Around him, his cousins own ranches that together run along a valley from the headwaters of little Block Creek down to Old Highway 9, spreading out a couple of ridgelines to each side. It's between Comfort and Fredericksburg and right in the middle of some of the most desirable real estate in the region.

But to Langford, and to many others in agriculture, the land is worth more than its equivalent value in a well-balanced portfolio. It's home, it's a natural resource they can protect better than subdivisions would, and it's a passion "to where we'd rather be taken out in the middle of the road and shot than sell."

That collective fighting sentiment has been harnessed by the forces out to repeal what they have dubbed the "death tax."

It's ironic, Harl said, that the fight to kill the tax comes at another point in U.S. history where the gap is growing between rich and poor — and when the federal government is facing record deficits.

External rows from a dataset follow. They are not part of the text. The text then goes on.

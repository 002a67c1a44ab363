//! Declarative filters compiled to search engine queries.

mod compiler;
mod filter;
mod query;
pub mod syntax;

pub use compiler::{compile, compile_value, CompiledQuery};
pub use filter::{FilterExpression, SearchFilter};
pub use query::{SearchQuery, MULTI_FIELD_PROPERTY};
//! Filter model for search queries.
//!
//! Action handlers receive filters as raw JSON; [`SearchFilter::parse`] is
//! the boundary where that open shape becomes a closed set of operations,
//! so every later stage dispatches exhaustively.

use serde_json::Value;

use crate::error::{Result, UsersCoreError};

/// Routing hint key allowed alongside an operation, consumed by the caller
/// and ignored by dispatch.
pub(crate) const FIELDS_KEY: &str = "fields";

/// One filter applied to a property: either a bare value (equality
/// shorthand) or an explicit operation.
#[derive(Debug, Clone, PartialEq)]
pub enum SearchFilter {
    /// Bare string shorthand for equality
    Value(String),
    /// An explicit filter operation
    Expr(FilterExpression),
}

/// The closed set of filter operations.
#[derive(Debug, Clone, PartialEq)]
pub enum FilterExpression {
    /// Field equals the bound value
    Equals(Value),
    /// Field differs from the bound value
    NotEquals(Value),
    /// Field contains the bound value
    Match(Value),
    /// Field lies within the numeric range; a missing bound is open
    NumericRange {
        /// Lower bound, inclusive
        gte: Option<f64>,
        /// Upper bound, inclusive
        lte: Option<f64>,
    },
    /// Field carries a real value
    Exists,
    /// Field carries the empty-value placeholder
    IsEmpty,
}

impl SearchFilter {
    /// Parse a raw JSON filter into the closed operation set.
    ///
    /// A bare string is equality shorthand. An object dispatches on its
    /// first key after the `fields` routing hint is stripped. Anything
    /// else fails with [`UsersCoreError::UnsupportedOperation`] carrying
    /// the offending value.
    pub fn parse(raw: &Value) -> Result<Self> {
        if let Value::String(value) = raw {
            return Ok(SearchFilter::Value(value.clone()));
        }

        let Some(object) = raw.as_object() else {
            return Err(UsersCoreError::UnsupportedOperation(raw.clone()));
        };

        let (operation, value) = object
            .iter()
            .find(|(key, _)| key.as_str() != FIELDS_KEY)
            .ok_or_else(|| UsersCoreError::UnsupportedOperation(raw.clone()))?;

        let expr = match (operation.as_str(), value) {
            ("gte", _) | ("lte", _) => FilterExpression::NumericRange {
                gte: object.get("gte").and_then(Value::as_f64),
                lte: object.get("lte").and_then(Value::as_f64),
            },
            ("exists", _) => FilterExpression::Exists,
            ("isempty", _) => FilterExpression::IsEmpty,
            ("eq", value) => FilterExpression::Equals(value.clone()),
            ("ne", value) => FilterExpression::NotEquals(value.clone()),
            ("match", value) => FilterExpression::Match(value.clone()),
            _ => return Err(UsersCoreError::UnsupportedOperation(raw.clone())),
        };

        Ok(SearchFilter::Expr(expr))
    }
}
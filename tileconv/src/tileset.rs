//! Renders a tile lookup back into a grayscale tileset image.

use image::{GrayImage, Luma};

use crate::color::color_from_index;
use crate::convert::ConversionError;
use crate::lookup::TileLookup;
use crate::tile::TILE_SIZE;

/// Tiles per row of a rendered tileset
pub const TILESET_COLUMNS: u32 = 16;

/// Size in pixels of a tileset image holding `tile_count` tiles laid out
/// `columns` to a row
pub fn tileset_dimensions(tile_count: usize, columns: u32) -> (u32, u32) {
    let tile_count = tile_count as u32;
    let columns = columns.max(1);
    let width = (tile_count * TILE_SIZE).min(columns * TILE_SIZE);
    let height = TILE_SIZE * tile_count.div_ceil(columns);
    (width, height)
}

/// Pixel offset of the tile with the given ordinal
pub fn tile_offset(ordinal: usize, columns: u32) -> (u32, u32) {
    let ordinal = ordinal as u32;
    let columns = columns.max(1);
    (
        TILE_SIZE * (ordinal % columns),
        TILE_SIZE * (ordinal / columns),
    )
}

/// Lay out every tile of the lookup in ordinal order, left to right and top
/// to bottom, decoding each back into samples.
pub fn render(lookup: &TileLookup, columns: u32) -> Result<GrayImage, ConversionError> {
    let (width, height) = tileset_dimensions(lookup.len(), columns);
    let mut img = GrayImage::new(width, height);

    for (ordinal, tile) in lookup.iter() {
        let (offset_x, offset_y) = tile_offset(ordinal, columns);
        let block = tile.decode()?;

        for (y, row) in block.iter().enumerate() {
            for (x, index) in row.iter().enumerate() {
                img.put_pixel(
                    offset_x + x as u32,
                    offset_y + y as u32,
                    Luma([color_from_index(*index)]),
                );
            }
        }
    }

    log::debug!(
        "rendered {} tiles into a {}x{} tileset",
        lookup.len(),
        width,
        height
    );
    Ok(img)
}
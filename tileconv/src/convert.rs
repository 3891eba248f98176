//! Image conversion module for converting images to tiles, sprites, tilemaps and tilesets
//!
//! This module wires the tile codec to the image decode/encode collaborators
//! and exposes the four end-to-end conversions.

use std::fs::{self, File};
use std::io::{self, BufReader, Cursor};
use std::path::{Path, PathBuf};

use image::{DynamicImage, GrayImage, ImageFormat};
use rayon::prelude::*;
use serde::{Deserialize, Serialize};
use thiserror::Error;

use crate::extract::sprite_data;
use crate::grid::PixelGrid;
use crate::lookup::TileLookup;
use crate::tile::{EncodedTile, TILE_SIZE};
use crate::tilemap::{resolve, tilemap_string};
use crate::tileset::{render, TILESET_COLUMNS};

/// Errors that can occur during image conversion
#[derive(Error, Debug)]
pub enum ConversionError {
    #[error("Tile is missing from tileset: {0}")]
    MissingTile(EncodedTile),

    #[error("Malformed tile data: {0}")]
    MalformedTile(String),

    #[error("No input images given")]
    NoInputs,

    #[error("No whole {0}x{0} tile found in the input images")]
    EmptyTileset(u32),

    #[error("Failed to read image: {0}")]
    ImageReadError(#[from] image::ImageError),

    #[error("IO error: {0}")]
    IoError(#[from] io::Error),

    #[error("JSON error: {0}")]
    JsonError(#[from] serde_json::Error),
}

/// Configuration for the conversion process
#[derive(Debug, Clone, PartialEq, Serialize, Deserialize)]
#[serde(default)]
pub struct Config {
    /// Added to every tilemap index before formatting
    pub tilemap_offset: i64,
    /// Tiles per row of a rendered tileset image
    pub tileset_columns: u32,
    /// Decode independent input images in parallel
    pub parallel_decode: bool,
    /// Output JSON report of a merged tileset (optional)
    pub output_json: Option<PathBuf>,
}

impl Default for Config {
    fn default() -> Self {
        Config {
            tilemap_offset: 0,
            tileset_columns: TILESET_COLUMNS,
            parallel_decode: true,
            output_json: None,
        }
    }
}

impl Config {
    /// Load a configuration from a JSON file. Missing fields take their defaults.
    pub fn from_json_file(path: &Path) -> Result<Self, ConversionError> {
        let file = File::open(path)?;
        Ok(serde_json::from_reader(BufReader::new(file))?)
    }
}

/// One tile of a merged tileset, as written to the JSON report
#[derive(Debug, Clone, PartialEq, Serialize, Deserialize)]
pub struct TileEntry {
    pub index: usize,
    pub encoding: EncodedTile,
}

/// Structured description of a rendered tileset
#[derive(Debug, Clone, PartialEq, Serialize, Deserialize)]
pub struct TilesetReport {
    pub width: u32,
    pub height: u32,
    pub tiles: Vec<TileEntry>,
}

impl TilesetReport {
    fn new(lookup: &TileLookup, img: &GrayImage) -> Self {
        TilesetReport {
            width: img.width(),
            height: img.height(),
            tiles: lookup
                .iter()
                .map(|(index, tile)| TileEntry {
                    index,
                    encoding: tile.clone(),
                })
                .collect(),
        }
    }
}

/// Result of building a tileset image
#[derive(Debug, Clone)]
pub struct TilesetOutput {
    /// The merged lookup the image was rendered from
    pub lookup: TileLookup,
    /// PNG-encoded tileset image
    pub png: Vec<u8>,
}

/// Decode an image file into a pixel grid
pub fn load_pixels(path: &Path) -> Result<DynamicImage, ConversionError> {
    let img = image::open(path)?;
    log::info!(
        "read {} ({}x{})",
        path.display(),
        PixelGrid::width(&img),
        PixelGrid::height(&img)
    );
    warn_partial_tiles(&img);
    Ok(img)
}

/// Decode an in-memory image into a pixel grid
pub fn load_pixels_from_memory(bytes: &[u8]) -> Result<DynamicImage, ConversionError> {
    let img = image::load_from_memory(bytes)?;
    warn_partial_tiles(&img);
    Ok(img)
}

fn warn_partial_tiles<G: PixelGrid + ?Sized>(grid: &G) {
    let (width, height) = (grid.width(), grid.height());
    if width % TILE_SIZE != 0 || height % TILE_SIZE != 0 {
        log::warn!(
            "image size {}x{} is not a multiple of {}; trailing pixels are ignored",
            width,
            height,
            TILE_SIZE
        );
    }
}

/// Encode a grayscale image as PNG, optionally writing it to `out_file` as well
pub fn write_png(img: &GrayImage, out_file: Option<&Path>) -> Result<Vec<u8>, ConversionError> {
    let mut buf = Vec::new();
    img.write_to(&mut Cursor::new(&mut buf), ImageFormat::Png)?;

    if let Some(path) = out_file {
        fs::write(path, &buf)?;
        log::info!("wrote {} ({} bytes)", path.display(), buf.len());
    }
    Ok(buf)
}

/// Main struct for the conversion process
pub struct TileConverter {
    config: Config,
}

impl TileConverter {
    /// Create a new converter with the given configuration
    pub fn new(config: Config) -> Self {
        TileConverter { config }
    }

    /// Deduplicated tileset string of a single image
    pub fn image_to_tiles_string(&self, path: &Path) -> Result<String, ConversionError> {
        let img = load_pixels(path)?;
        let lookup = TileLookup::from_grid(&img);
        log::info!("{} unique tiles", lookup.len());
        Ok(lookup.tiles_string())
    }

    /// Linear sprite data of a single image
    pub fn image_to_sprite_string(&self, path: &Path) -> Result<String, ConversionError> {
        let img = load_pixels(path)?;
        Ok(sprite_data(&img))
    }

    /// Tilemap string of `path`, indexing into the tiles of `tileset_path`
    pub fn image_and_tileset_to_tilemap(
        &self,
        path: &Path,
        tileset_path: &Path,
    ) -> Result<String, ConversionError> {
        let (img, tileset) = if self.config.parallel_decode {
            rayon::join(|| load_pixels(path), || load_pixels(tileset_path))
        } else {
            (load_pixels(path), load_pixels(tileset_path))
        };
        let lookup = TileLookup::from_grid(&tileset?);

        let tilemap = resolve(&img?, &lookup, self.config.tilemap_offset)?;
        log::info!(
            "resolved {} tilemap entries against {} tiles",
            tilemap.len(),
            lookup.len()
        );
        Ok(tilemap_string(&tilemap))
    }

    /// Merge the tiles of every input image, in input order, into one tileset image.
    ///
    /// The PNG is returned and also written to `out_file` when given.
    pub fn images_to_tileset_image<P>(
        &self,
        paths: &[P],
        out_file: Option<&Path>,
    ) -> Result<TilesetOutput, ConversionError>
    where
        P: AsRef<Path> + Sync,
    {
        if paths.is_empty() {
            return Err(ConversionError::NoInputs);
        }

        let lookups = self.read_lookups(paths)?;
        let lookup = TileLookup::merge(&lookups);
        if lookup.is_empty() {
            return Err(ConversionError::EmptyTileset(TILE_SIZE));
        }
        log::info!(
            "merged {} images into {} unique tiles",
            lookups.len(),
            lookup.len()
        );

        let img = render(&lookup, self.config.tileset_columns)?;
        let png = write_png(&img, out_file)?;

        if let Some(json_path) = &self.config.output_json {
            self.write_json_file(json_path, &TilesetReport::new(&lookup, &img))?;
        }

        Ok(TilesetOutput { lookup, png })
    }

    /// Build one lookup per input, keeping input order even when decoding in parallel
    fn read_lookups<P>(&self, paths: &[P]) -> Result<Vec<TileLookup>, ConversionError>
    where
        P: AsRef<Path> + Sync,
    {
        let read = |path: &P| load_pixels(path.as_ref()).map(|img| TileLookup::from_grid(&img));

        if self.config.parallel_decode {
            paths.par_iter().map(read).collect()
        } else {
            paths.iter().map(read).collect()
        }
    }

    /// Write JSON output file
    fn write_json_file(&self, path: &Path, report: &TilesetReport) -> Result<(), ConversionError> {
        let file = File::create(path)?;
        serde_json::to_writer_pretty(file, report)?;
        log::info!("wrote {}", path.display());
        Ok(())
    }
}

#[cfg(test)]
mod tests {
    use super::*;
    use image::Luma;

    #[test]
    fn test_config_defaults() {
        let config = Config::default();
        assert_eq!(config.tilemap_offset, 0);
        assert_eq!(config.tileset_columns, 16);
        assert!(config.parallel_decode);
        assert!(config.output_json.is_none());
    }

    #[test]
    fn test_partial_config_json() {
        let config: Config = serde_json::from_str(r#"{ "tilemap_offset": -4 }"#).unwrap();
        assert_eq!(config.tilemap_offset, -4);
        assert_eq!(config.tileset_columns, 16);
    }

    #[test]
    fn test_png_round_trip_in_memory() {
        let img = GrayImage::from_pixel(8, 8, Luma([200]));
        let png = write_png(&img, None).unwrap();
        let decoded = load_pixels_from_memory(&png).unwrap();

        assert_eq!(PixelGrid::width(&decoded), 8);
        assert_eq!(decoded.red(3, 3), 200);
    }

    #[test]
    fn test_no_inputs() {
        let converter = TileConverter::new(Config::default());
        let paths: [&Path; 0] = [];
        assert!(matches!(
            converter.images_to_tileset_image(&paths, None),
            Err(ConversionError::NoInputs)
        ));
    }

    #[test]
    fn test_missing_tile_message() {
        let tile = EncodedTile::try_from("0x00,".repeat(16).as_str()).unwrap();
        let err = ConversionError::MissingTile(tile);
        assert_eq!(
            err.to_string(),
            format!("Tile is missing from tileset: {}", "0x00,".repeat(16))
        );
    }
}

"Red ink as far as the eye can see," he said.

The battle began about 10 years ago as a push by a small group of wealthy families, Harl said, including the heirs to the Gallo wine and Mars candy fortunes. Focus groups showed people were more likely to support a repeal of a "death tax" than an "estate tax," hence the new name.

Other members of the nation's elite feel differently. People like David Rockefeller, George Soros, Warren Buffet and more than 100 other millionaires and billionaires came out in support of the tax two years ago.

Buffet called its repeal the economic equivalent of "choosing the 2020 Olympic team by picking the eldest sons of the gold medal winners in the 2000 Olympics."

The repeal campaign got a boost when the Bush administration, in its 2000 tax-cut package, pushed through a gradual increase of the limit an estate must be worth to be taxed until the limit is abolished in 2010. Then the tax comes back in full force in 2011 unless opponents can kill it completely.

They're close. In June the House approved a bill to repeal it, and the Senate is expected to vote on it early next year.

The estate tax brought in more than $23 billion in 2001, Harl said, and if it's killed the expected loss between 2013 and 2022 would be $740 billion.

"There's a very substantial amount of money involved," he said. "That's why all the screaming in the upper tax brackets."

Harl and groups like National Farmers Union and United for a Fair Economy say the best way to deal with the tax's problems is to raise the amount an estate must be worth for it to be subject to the tax.

Complete repeal of the tax would mean less federal money for trade development, conservation and research programs that benefit agriculture, Farmers Union argues.

Reform of the law and proper estate planning tools like life insurance would protect most landowners, said Betsy Leondar-Wright, spokeswoman for United for a Fair Economy.

"This was never meant to be a tax to catch people ... who were land-rich and cash-poor," Leondar-Wright said. "These folks who claim to be the friend of farmers have actually blocked reform that would help the farmers over and over again."

But it's the principle of the thing, Farm Bureau officials say.

"Farmers view death taxes as double taxation," Wolff said, "and if it's double taxation on them, it's double taxation on anyone who has to pay the tax."

That principle is more like a red herring, said Chris Hartman, research director for United for a Fair Economy.

In the first place, most money is taxed many times, Hartman said. Wages are hit by income, social security and Medicare taxes before a paycheck is even cashed. Then each dollar that is spent pays sales tax, the merchant that receives it pays corporate tax, and so forth.

In the second place, most big taxable estates are made up of stock that has appreciated over the years and never been taxed.

"It's not true philosophically, and it's not true substantively," Hartman said.